What OS Are you using with your stack? Are there any logs available from the instance before you terminated it?

@pnomolos
Copy link

This is likely due to the fact that AWS Auto Scaling is only available in Ireland (of the European regions), I would think? I'm running in to the same issue with an ASG in ca-central-1 and I believe it's the same problem.

@andrew-glenn
Copy link
Member

andrew-glenn commented Jul 11, 2018 via email

@rniksch
Copy link

rniksch commented Jul 26, 2018

I have not been able to replicate this issue.
I have launched thus quick start in a new VPC as well as existing VPCs in us-west-1, us-east-1 eu-central and ca-central. In all tests the stack completes as expected and auto scaling behaves as expected. I can confirm that the above is not related to Autoscaling support in eu-central or ca-central.

At this stage I suspect something in the existing VPC being launched into may be hindering connectivity for the CFN-init process.

Please would you confirm if this is still manifesting.

@hierynomus
Copy link

@sompnd We ran into the same, also indeed only changing the QSS3KeyPrefix. We managed to fix it by ensuring that the QSS3KeyPrefix ends with a /! If it doesn't the URL of the init script does not match up and subsequently the bastion host will not initialize. I've submitted #50 to change the regex to validate that the last character is a /.

@itskaranshah
Copy link

Couldn't get around this error :-(

@tomiszili
Copy link

This bug is still in the script, if I run from my own S3 bucket. Even if the QSSKeyPrefix ends with '/'. I run the quickstart-eks nested stack but it fails because this error.

@schottsfired
Copy link

https://github.com/aws-quickstart/quickstart-amazon-eks/issues/9 looks related. I was able to work around it using the technique mentioned in the ticket.

@tomiszili
Copy link

tomiszili commented Aug 23, 2019

Thanks @schottsfired!
I copied the entire eks-quickstart repo with submodules to my S3 bucket, and then ran the new VPC master template from CloudFormation and fails. But if I run the guide https://docs.aws.amazon.com/quickstart/latest/amazon-eks-architecture/welcome.html completes properly.

@vsnyc
Copy link
Member

vsnyc commented Aug 23, 2019

This bug is still in the script, if I run from my own S3 bucket. Even if the QSSKeyPrefix ends with '/'. I run the quickstart-eks nested stack but it fails because this error.
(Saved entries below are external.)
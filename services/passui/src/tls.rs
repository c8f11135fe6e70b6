//! TLS configuration for passui.
//!
//! Resolves a certificate pair for the mail domain and builds a rustls server
//! config. The front-end runs on hosts where certbot may or may not have
//! issued anything yet, so discovery is best effort:
//!
//! 1) Explicit `SSL_CERT`/`SSL_KEY` paths win.
//! 2) `/etc/letsencrypt/live/<domain>/{fullchain,privkey}.pem`.
//! 3) Any other directory under `/etc/letsencrypt/live/` with a readable pair
//!    (the `README` certbot drops there is skipped).
//! 4) `/certs/{fullchain,privkey}.pem`.
//!
//! Without a readable pair the service falls back to plain HTTP.

use anyhow::{Context, Result, anyhow};
use rustls::{
    ServerConfig,
    pki_types::{CertificateDer, PrivateKeyDer},
};
use rustls_pemfile::{certs, ec_private_keys, pkcs8_private_keys, rsa_private_keys};
use std::{
    fs::{self, File},
    io::BufReader,
    path::{Path, PathBuf},
};
use tracing::{debug, info};

const FULLCHAIN: &str = "fullchain.pem";
const PRIVKEY: &str = "privkey.pem";

/// Filesystem roots searched during certificate discovery.
///
/// Production uses the certbot defaults; tests point these at temp dirs.
#[derive(Debug, Clone)]
pub struct DiscoveryRoots {
    pub letsencrypt_live: PathBuf,
    pub certs_dir: PathBuf,
}

impl Default for DiscoveryRoots {
    fn default() -> Self {
        Self {
            letsencrypt_live: PathBuf::from("/etc/letsencrypt/live"),
            certs_dir: PathBuf::from("/certs"),
        }
    }
}

#[derive(Debug, Clone, PartialEq, Eq)]
pub struct CertPaths {
    cert: PathBuf,
    key: PathBuf,
}

impl CertPaths {
    #[must_use]
    pub fn new(cert: PathBuf, key: PathBuf) -> Self {
        Self { cert, key }
    }

    #[must_use]
    pub fn cert_path(&self) -> &Path {
        &self.cert
    }

    #[must_use]
    pub fn key_path(&self) -> &Path {
        &self.key
    }

    fn readable(&self) -> bool {
        file_readable(&self.cert) && file_readable(&self.key)
    }
}

// certbot paths are symlinks into ../../archive; an open() probe follows them.
fn file_readable(path: &Path) -> bool {
    File::open(path).is_ok()
}

/// Resolve the certificate pair to serve with, if any.
#[must_use]
pub fn discover(
    domain: &str,
    explicit: Option<CertPaths>,
    roots: &DiscoveryRoots,
) -> Option<CertPaths> {
    if let Some(paths) = explicit {
        if paths.readable() {
            return Some(paths);
        }
        debug!(
            "Configured certificate pair is not readable: {} / {}",
            paths.cert_path().display(),
            paths.key_path().display()
        );
        return None;
    }

    info!("Searching for SSL certificates for domain: {domain}");

    let domain_dir = roots.letsencrypt_live.join(domain);
    let candidate = CertPaths::new(domain_dir.join(FULLCHAIN), domain_dir.join(PRIVKEY));
    if candidate.readable() {
        info!("Found certificates for domain: {domain}");
        return Some(candidate);
    }
    debug!("Certificates not found for {domain}");

    if let Some(paths) = scan_live_dir(&roots.letsencrypt_live) {
        return Some(paths);
    }

    let fallback = CertPaths::new(
        roots.certs_dir.join(FULLCHAIN),
        roots.certs_dir.join(PRIVKEY),
    );
    if fallback.readable() {
        info!("Using certificates from {}", roots.certs_dir.display());
        return Some(fallback);
    }

    None
}

/// Pick the first directory under the letsencrypt live root with a readable pair.
fn scan_live_dir(live: &Path) -> Option<CertPaths> {
    let entries = match fs::read_dir(live) {
        Ok(entries) => entries,
        Err(err) => {
            debug!("Cannot scan {}: {}", live.display(), err);
            return None;
        }
    };

    let mut domains: Vec<PathBuf> = entries
        .filter_map(std::result::Result::ok)
        .map(|entry| entry.path())
        .filter(|path| path.file_name().is_none_or(|name| name != "README"))
        .collect();
    // Deterministic pick: read_dir order is filesystem dependent.
    domains.sort();

    for dir in domains {
        let candidate = CertPaths::new(dir.join(FULLCHAIN), dir.join(PRIVKEY));
        if candidate.readable() {
            info!("Auto-detected certificates from: {}", dir.display());
            return Some(candidate);
        }
    }

    None
}

/// Build the rustls server configuration from a discovered certificate pair.
///
/// # Errors
/// Returns an error if certificate or key cannot be read or parsed.
pub fn load_server_config(paths: &CertPaths) -> Result<ServerConfig> {
    let cert_chain = load_cert_chain(paths.cert_path())?;
    let key = load_private_key(paths.key_path())?;

    let mut config = ServerConfig::builder()
        .with_no_client_auth()
        .with_single_cert(cert_chain, key)
        .context("Failed to build TLS server config")?;
    config.alpn_protocols = vec![b"h2".to_vec(), b"http/1.1".to_vec()];
    Ok(config)
}

fn load_cert_chain(path: &Path) -> Result<Vec<CertificateDer<'static>>> {
    let file = File::open(path)
        .with_context(|| format!("Failed to open TLS certificate: {}", path.display()))?;
    let mut reader = BufReader::new(file);
    let certs = certs(&mut reader)
        .collect::<std::result::Result<Vec<_>, _>>()
        .with_context(|| format!("Failed to read TLS certificate: {}", path.display()))?;
    if certs.is_empty() {
        return Err(anyhow!("TLS certificate is empty: {}", path.display()));
    }
    Ok(certs)
}

fn load_private_key(path: &Path) -> Result<PrivateKeyDer<'static>> {
    let file =
        File::open(path).with_context(|| format!("Failed to open TLS key: {}", path.display()))?;
    let mut reader = BufReader::new(file);
    let mut keys = pkcs8_private_keys(&mut reader)
        .collect::<std::result::Result<Vec<_>, _>>()
        .with_context(|| format!("Failed to read PKCS#8 TLS key: {}", path.display()))?;
    if let Some(key) = keys.pop() {
        return Ok(PrivateKeyDer::Pkcs8(key));
    }

    let file =
        File::open(path).with_context(|| format!("Failed to open TLS key: {}", path.display()))?;
    let mut reader = BufReader::new(file);
    let mut keys = ec_private_keys(&mut reader)
        .collect::<std::result::Result<Vec<_>, _>>()
        .with_context(|| format!("Failed to read SEC1 TLS key: {}", path.display()))?;
    if let Some(key) = keys.pop() {
        return Ok(PrivateKeyDer::Sec1(key));
    }

    // Older certbot deployments still carry RSA keys in PKCS#1 form.
    let file =
        File::open(path).with_context(|| format!("Failed to open TLS key: {}", path.display()))?;
    let mut reader = BufReader::new(file);
    let mut keys = rsa_private_keys(&mut reader)
        .collect::<std::result::Result<Vec<_>, _>>()
        .with_context(|| format!("Failed to read PKCS#1 TLS key: {}", path.display()))?;
    if let Some(key) = keys.pop() {
        return Ok(PrivateKeyDer::Pkcs1(key));
    }

    Err(anyhow!("TLS private key not found: {}", path.display()))
}

#[cfg(test)]
mod tests {
    use super::*;
    use std::path::PathBuf;
    use uuid::Uuid;

    fn temp_dir(label: &str) -> PathBuf {
        let dir = std::env::temp_dir().join(format!("passui-tls-test-{label}-{}", Uuid::new_v4()));
        fs::create_dir_all(&dir).expect("Failed to create temp dir");
        dir
    }

    fn write_pair(dir: &Path, san: &str) {
        let cert = rcgen::generate_simple_self_signed(vec![san.to_string()])
            .expect("Failed to generate certificate");
        fs::write(dir.join(FULLCHAIN), cert.cert.pem()).expect("write cert");
        fs::write(dir.join(PRIVKEY), cert.key_pair.serialize_pem()).expect("write key");
    }

    fn roots(live: &Path, certs_dir: &Path) -> DiscoveryRoots {
        DiscoveryRoots {
            letsencrypt_live: live.to_path_buf(),
            certs_dir: certs_dir.to_path_buf(),
        }
    }

    #[test]
    fn load_private_key_missing_fails() {
        let path = std::env::temp_dir().join(format!("passui-tls-test-key-{}", Uuid::new_v4()));
        assert!(load_private_key(&path).is_err());
    }

    #[test]
    fn explicit_pair_wins_over_domain_dir() {
        let live = temp_dir("explicit-live");
        let explicit_dir = temp_dir("explicit-pair");
        let domain_dir = live.join("example.com");
        fs::create_dir_all(&domain_dir).expect("domain dir");
        write_pair(&domain_dir, "example.com");
        write_pair(&explicit_dir, "explicit.example.com");

        let explicit = CertPaths::new(
            explicit_dir.join(FULLCHAIN),
            explicit_dir.join(PRIVKEY),
        );
        let found = discover(
            "example.com",
            Some(explicit.clone()),
            &roots(&live, &temp_dir("explicit-certs")),
        );
        assert_eq!(found, Some(explicit));
    }

    #[test]
    fn unreadable_explicit_pair_disables_tls() {
        let live = temp_dir("unreadable-live");
        let explicit = CertPaths::new(
            PathBuf::from("/nonexistent/fullchain.pem"),
            PathBuf::from("/nonexistent/privkey.pem"),
        );
        let found = discover(
            "example.com",
            Some(explicit),
            &roots(&live, &temp_dir("unreadable-certs")),
        );
        assert_eq!(found, None);
    }

    #[test]
    fn domain_dir_is_preferred() {
        let live = temp_dir("domain-live");
        for name in ["aaa.example.net", "example.com"] {
            let dir = live.join(name);
            fs::create_dir_all(&dir).expect("dir");
            write_pair(&dir, name);
        }

        let found = discover("example.com", None, &roots(&live, &temp_dir("domain-certs")))
            .expect("pair expected");
        assert_eq!(
            found.cert_path(),
            live.join("example.com").join(FULLCHAIN).as_path()
        );
    }

    #[test]
    fn scan_skips_readme_and_incomplete_dirs() {
        let live = temp_dir("scan-live");
        fs::write(live.join("README"), "certbot docs").expect("readme");

        // Incomplete pair: certificate only.
        let broken = live.join("broken.example.com");
        fs::create_dir_all(&broken).expect("dir");
        fs::write(broken.join(FULLCHAIN), "not a key pair").expect("cert only");

        let valid = live.join("valid.example.com");
        fs::create_dir_all(&valid).expect("dir");
        write_pair(&valid, "valid.example.com");

        let found = discover("missing.example.com", None, &roots(&live, &temp_dir("scan-certs")))
            .expect("pair expected");
        assert_eq!(found.cert_path(), valid.join(FULLCHAIN).as_path());
    }

    #[test]
    fn certs_dir_is_last_resort() {
        let live = temp_dir("fallback-live");
        let certs_dir = temp_dir("fallback-certs");
        write_pair(&certs_dir, "fallback.example.com");

        let found = discover("example.com", None, &roots(&live, &certs_dir))
            .expect("pair expected");
        assert_eq!(found.cert_path(), certs_dir.join(FULLCHAIN).as_path());
    }

    #[test]
    fn nothing_found_yields_none() {
        let live = temp_dir("none-live");
        let certs_dir = temp_dir("none-certs");
        assert_eq!(discover("example.com", None, &roots(&live, &certs_dir)), None);
    }

    #[test]
    fn test_load_valid_cert_config() {
        let dir = temp_dir("valid-config");
        write_pair(&dir, "localhost");

        let paths = CertPaths::new(dir.join(FULLCHAIN), dir.join(PRIVKEY));
        let config = load_server_config(&paths);
        assert!(
            config.is_ok(),
            "Failed to load valid server config: {:?}",
            config.err()
        );
        let config = config.unwrap_or_else(|_| unreachable!());
        assert!(config.alpn_protocols.contains(&b"h2".to_vec()));
        assert!(config.alpn_protocols.contains(&b"http/1.1".to_vec()));
    }

    #[test]
    fn garbage_certificate_fails() {
        let dir = temp_dir("garbage");
        fs::write(dir.join(FULLCHAIN), "not pem").expect("write");
        fs::write(dir.join(PRIVKEY), "not pem").expect("write");

        let paths = CertPaths::new(dir.join(FULLCHAIN), dir.join(PRIVKEY));
        assert!(load_server_config(&paths).is_err());
    }
}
S3 sig v2 is on the path to deprecation, however at this time cfn-init does not make sig v4 requests when fetching files from S3. When you test quick starts with taskcat and have used the "$[taskcat_autobucket]" token for QSS3BucketName parameter, you'll run into this error if you have not passed in --enable-sig-v2 argument to taskcat, since taskcat applies a bucket policy on the autogenerated bucket that disables sig v2. See source code.

There are two options when testing with taskcat:

  1. pass --enable-sig-v2 when testing from the autogenerated bucket
  2. Use your own bucket with taskcat and ensure it doesn't have any policies that disallow sig v2. To do this you can add s3bucket: <your-bucket-name> property in the global section in taskcat.yml, and also use the same bucket as the value for QSS3BucketName parameter.

@vsnyc
Copy link
Member

vsnyc commented Aug 23, 2019

See also comment #44 (comment) and a screen recording I had created for this issue.

@tomiszili
Copy link

Is it possible to create this stack without taskcat? I can't find any taskcat script inside the quickguide CFN files which could run during the stack creation and indicate this problem.
What is the main difference if i'm using the native AWS deploy with default parameters or using the eks-quickstart repo?

@vsnyc
Copy link
Member

vsnyc commented Aug 23, 2019

Yes, absolutely. Taskcat is not a requirement. Please follow the instructions on how to run from your own bucket in our contributor's guide.

What is the main difference if i'm using the native AWS deploy with default parameters or using the eks-quickstart repo?

There is no difference as far as the bastion stack goes, it is just launched as a nested stack. The three issues I most commonly see are 1) stack failing due to sig v2 errors with cfn-init ; 2) repo not being recursively cloned and running into errors at the time the nested stack is launched; 3) resource limit errors on the account.

I am happy to create a screen recording for EKS Quick Start if it helps.

Also, looking at the original issue reported "I am using all the default values apart from the QSS3KeyPrefix value." - I have to assume that QSS3BucketName was different as well, else it would never work.

@tomiszili
Copy link

Thanks for your support @vsnyc!

Also, looking at the original issue reported "I am using all the default values apart from the QSS3KeyPrefix value." - I have to assume that QSS3BucketName was different as well, else it would never work.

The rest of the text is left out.